**WHAT THIS TASK INVOLVES:**
An exact restatement of every record is required.

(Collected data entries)
-- Opening Marker --
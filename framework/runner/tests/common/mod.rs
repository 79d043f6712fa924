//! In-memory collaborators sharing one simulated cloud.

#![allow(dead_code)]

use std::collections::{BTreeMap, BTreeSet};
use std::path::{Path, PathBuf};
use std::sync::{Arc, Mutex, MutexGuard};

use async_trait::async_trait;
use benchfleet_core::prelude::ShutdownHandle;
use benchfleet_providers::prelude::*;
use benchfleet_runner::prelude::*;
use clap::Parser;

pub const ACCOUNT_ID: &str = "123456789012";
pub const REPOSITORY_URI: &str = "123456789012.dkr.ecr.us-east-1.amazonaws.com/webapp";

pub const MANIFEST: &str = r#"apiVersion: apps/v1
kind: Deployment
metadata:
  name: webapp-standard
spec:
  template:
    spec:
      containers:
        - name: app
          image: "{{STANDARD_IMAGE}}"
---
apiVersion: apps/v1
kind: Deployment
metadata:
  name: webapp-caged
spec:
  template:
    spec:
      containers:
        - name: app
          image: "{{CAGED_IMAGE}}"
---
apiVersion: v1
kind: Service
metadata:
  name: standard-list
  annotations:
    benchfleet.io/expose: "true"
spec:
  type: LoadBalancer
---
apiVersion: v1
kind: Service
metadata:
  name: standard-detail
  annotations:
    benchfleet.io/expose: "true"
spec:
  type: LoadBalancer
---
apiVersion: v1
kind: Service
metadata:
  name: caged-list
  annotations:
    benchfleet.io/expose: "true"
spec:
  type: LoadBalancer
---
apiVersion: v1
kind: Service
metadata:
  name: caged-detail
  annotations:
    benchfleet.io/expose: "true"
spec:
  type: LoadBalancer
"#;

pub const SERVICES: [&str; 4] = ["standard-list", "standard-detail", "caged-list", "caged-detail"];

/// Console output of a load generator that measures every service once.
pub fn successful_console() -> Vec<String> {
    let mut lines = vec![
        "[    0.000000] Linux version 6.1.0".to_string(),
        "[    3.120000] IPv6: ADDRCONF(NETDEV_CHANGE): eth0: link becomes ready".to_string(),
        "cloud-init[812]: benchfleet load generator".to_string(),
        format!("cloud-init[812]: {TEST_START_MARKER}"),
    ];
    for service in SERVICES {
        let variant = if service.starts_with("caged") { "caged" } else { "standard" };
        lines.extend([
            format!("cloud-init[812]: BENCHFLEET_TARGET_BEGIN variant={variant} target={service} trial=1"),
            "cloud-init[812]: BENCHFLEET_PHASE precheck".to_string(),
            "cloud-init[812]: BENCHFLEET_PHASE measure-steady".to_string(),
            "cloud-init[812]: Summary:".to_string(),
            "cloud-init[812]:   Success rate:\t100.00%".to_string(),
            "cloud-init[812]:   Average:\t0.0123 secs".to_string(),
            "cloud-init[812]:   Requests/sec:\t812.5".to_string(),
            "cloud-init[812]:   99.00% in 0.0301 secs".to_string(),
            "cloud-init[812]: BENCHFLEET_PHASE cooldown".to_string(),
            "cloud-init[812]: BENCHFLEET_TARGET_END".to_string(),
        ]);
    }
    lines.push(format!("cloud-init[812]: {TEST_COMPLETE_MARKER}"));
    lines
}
-- Closing Marker --
**WRITTEN RESPONSE:**
filename framework/runner/tests/common/mod.rs
repository 79d043f6712fa924
//! In-memory collaborators sharing one simulated cloud.

#![allow(dead_code)]

use std::collections::{BTreeMap, BTreeSet};
use std::path::{Path, PathBuf};
use std::sync::{Arc, Mutex, MutexGuard};

use async_trait::async_trait;
use benchfleet_core::prelude::ShutdownHandle;
use benchfleet_providers::prelude::*;
use benchfleet_runner::prelude::*;
use clap::Parser;

pub const ACCOUNT_ID: &str = "123456789012";
pub const REPOSITORY_URI: &str = "123456789012.dkr.ecr.us-east-1.amazonaws.com/webapp";

pub const MANIFEST: &str = r#"apiVersion: apps/v1
kind: Deployment
metadata:
  name: webapp-standard
spec:
  template:
    spec:
      containers:
        - name: app
          image: "{{STANDARD_IMAGE}}"
---
apiVersion: apps/v1
kind: Deployment
metadata:
  name: webapp-caged
spec:
  template:
    spec:
      containers:
        - name: app
          image: "{{CAGED_IMAGE}}"
---
apiVersion: v1
kind: Service
metadata:
  name: standard-list
  annotations:
    benchfleet.io/expose: "true"
spec:
  type: LoadBalancer
---
apiVersion: v1
kind: Service
metadata:
  name: standard-detail
  annotations:
    benchfleet.io/expose: "true"
spec:
  type: LoadBalancer
---
apiVersion: v1
kind: Service
metadata:
  name: caged-list
  annotations:
    benchfleet.io/expose: "true"
spec:
  type: LoadBalancer
---
apiVersion: v1
kind: Service
metadata:
  name: caged-detail
  annotations:
    benchfleet.io/expose: "true"
spec:
  type: LoadBalancer
"#;

pub const SERVICES: [&str; 4] = ["standard-list", "standard-detail", "caged-list", "caged-detail"];

/// Console output of a load generator that measures every service once.
pub fn successful_console() -> Vec<String> {
    let mut lines = vec![
        "[    0.000000] Linux version 6.1.0".to_string(),
        "[    3.120000] IPv6: ADDRCONF(NETDEV_CHANGE): eth0: link becomes ready".to_string(),
        "cloud-init[812]: benchfleet load generator".to_string(),
        format!("cloud-init[812]: {TEST_START_MARKER}"),
    ];
    for service in SERVICES {
        let variant = if service.starts_with("caged") { "caged" } else { "standard" };
        lines.extend([
            format!("cloud-init[812]: BENCHFLEET_TARGET_BEGIN variant={variant} target={service} trial=1"),
            "cloud-init[812]: BENCHFLEET_PHASE precheck".to_string(),
            "cloud-init[812]: BENCHFLEET_PHASE measure-steady".to_string(),
            "cloud-init[812]: Summary:".to_string(),
            "cloud-init[812]:   Success rate:\t100.00%".to_string(),
            "cloud-init[812]:   Average:\t0.0123 secs".to_string(),
            "cloud-init[812]:   Requests/sec:\t812.5".to_string(),
            "cloud-init[812]:   99.00% in 0.0301 secs".to_string(),
            "cloud-init[812]: BENCHFLEET_PHASE cooldown".to_string(),
            "cloud-init[812]: BENCHFLEET_TARGET_END".to_string(),
        ]);
    }
    lines.push(format!("cloud-init[812]: {TEST_COMPLETE_MARKER}"));
    lines
}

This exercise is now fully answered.